##### EXTRACTED MATERIAL

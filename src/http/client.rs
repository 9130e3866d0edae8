//! HTTP client for the report endpoint
//!
//! Provides the reqwest-backed [`Transport`]:
//! - Form-encoded POST to a fixed endpoint
//! - Session credentials attached as cookies
//! - Timeouts mapped to [`Error::Timeout`]
//! - No connection reuse between attempts

use super::types::{PageRequest, RawResponse, Transport};
use crate::config::DEFAULT_ENDPOINT;
use crate::error::{Error, Result};
use crate::types::Credentials;
use async_trait::async_trait;
use reqwest::header::COOKIE;
use reqwest::Client;
use std::collections::HashMap;
use std::time::Duration;
use tracing::debug;

/// Configuration for the HTTP client
#[derive(Debug, Clone)]
pub struct HttpClientConfig {
    /// Endpoint receiving the form POST
    pub endpoint: String,
    /// Request timeout
    pub timeout: Duration,
    /// Cookie carrying the session identifier
    pub session_cookie: String,
    /// Cookie carrying the ticket token
    pub ticket_cookie: String,
    /// Default headers for all requests
    pub default_headers: HashMap<String, String>,
    /// User agent string
    pub user_agent: String,
}

impl Default for HttpClientConfig {
    fn default() -> Self {
        Self {
            endpoint: DEFAULT_ENDPOINT.to_string(),
            timeout: Duration::from_secs(30),
            session_cookie: "ASP.NETSessionId".to_string(),
            ticket_cookie: "hallticket".to_string(),
            default_headers: HashMap::new(),
            user_agent: format!("card-transactions/{}", env!("CARGO_PKG_VERSION")),
        }
    }
}

impl HttpClientConfig {
    /// Create a new config builder
    pub fn builder() -> HttpClientConfigBuilder {
        HttpClientConfigBuilder::default()
    }
}

/// Builder for HTTP client config
#[derive(Default)]
pub struct HttpClientConfigBuilder {
    config: HttpClientConfig,
}

impl HttpClientConfigBuilder {
    /// Set the endpoint URL
    pub fn endpoint(mut self, url: impl Into<String>) -> Self {
        self.config.endpoint = url.into();
        self
    }

    /// Set the request timeout
    pub fn timeout(mut self, timeout: Duration) -> Self {
        self.config.timeout = timeout;
        self
    }

    /// Set the credential cookie names
    pub fn cookie_names(mut self, session: impl Into<String>, ticket: impl Into<String>) -> Self {
        self.config.session_cookie = session.into();
        self.config.ticket_cookie = ticket.into();
        self
    }

    /// Add a default header
    pub fn header(mut self, key: impl Into<String>, value: impl Into<String>) -> Self {
        self.config.default_headers.insert(key.into(), value.into());
        self
    }

    /// Set user agent
    pub fn user_agent(mut self, agent: impl Into<String>) -> Self {
        self.config.user_agent = agent.into();
        self
    }

    /// Build the config
    pub fn build(self) -> HttpClientConfig {
        self.config
    }
}

/// HTTP transport posting the report form
pub struct HttpClient {
    client: Client,
    config: HttpClientConfig,
}

impl HttpClient {
    /// Create a new HTTP client with default configuration
    pub fn new() -> Result<Self> {
        Self::with_config(HttpClientConfig::default())
    }

    /// Create a new HTTP client with custom configuration
    pub fn with_config(config: HttpClientConfig) -> Result<Self> {
        url::Url::parse(&config.endpoint)?;

        let client = Client::builder()
            .timeout(config.timeout)
            .user_agent(&config.user_agent)
            .pool_max_idle_per_host(0)
            .build()?;

        Ok(Self { client, config })
    }

    /// Get the client configuration
    pub fn config(&self) -> &HttpClientConfig {
        &self.config
    }

    /// `Cookie` header value for the given credentials
    pub fn cookie_header(&self, credentials: &Credentials) -> String {
        format!(
            "{}={}; {}={}",
            self.config.session_cookie,
            credentials.session_id(),
            self.config.ticket_cookie,
            credentials.hall_ticket()
        )
    }
}

#[async_trait]
impl Transport for HttpClient {
    async fn send(&self, request: &PageRequest) -> Result<RawResponse> {
        let mut req = self.client.post(&self.config.endpoint);

        for (key, value) in &self.config.default_headers {
            req = req.header(key.as_str(), value.as_str());
        }

        req = req
            .header(COOKIE, self.cookie_header(&request.credentials))
            .form(&request.form);

        debug!("POST {} page={}", self.config.endpoint, request.page);

        let response = match req.send().await {
            Ok(response) => response,
            Err(e) if e.is_timeout() => {
                return Err(Error::Timeout {
                    timeout_ms: self.config.timeout.as_millis() as u64,
                });
            }
            Err(e) => return Err(Error::Http(e)),
        };

        let status = response.status().as_u16();
        let headers = response
            .headers()
            .iter()
            .map(|(name, value)| {
                (
                    name.as_str().to_string(),
                    value.to_str().unwrap_or("<non-ascii>").to_string(),
                )
            })
            .collect();

        let body = match response.text().await {
            Ok(body) => body,
            Err(e) if e.is_timeout() => {
                return Err(Error::Timeout {
                    timeout_ms: self.config.timeout.as_millis() as u64,
                });
            }
            Err(e) => return Err(Error::Http(e)),
        };

        Ok(RawResponse {
            status,
            headers,
            body,
        })
    }
}

impl std::fmt::Debug for HttpClient {
    fn fmt(&self, f: &mut std::fmt::Formatter<'_>) -> std::fmt::Result {
        f.debug_struct("HttpClient")
            .field("config", &self.config)
            .finish_non_exhaustive()
    }
}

##########

Find every line in the records above that holds the word "Duration", and copy each one.

use std::time::Duration;
    pub timeout: Duration,
            timeout: Duration::from_secs(30),
    pub fn timeout(mut self, timeout: Duration) -> Self {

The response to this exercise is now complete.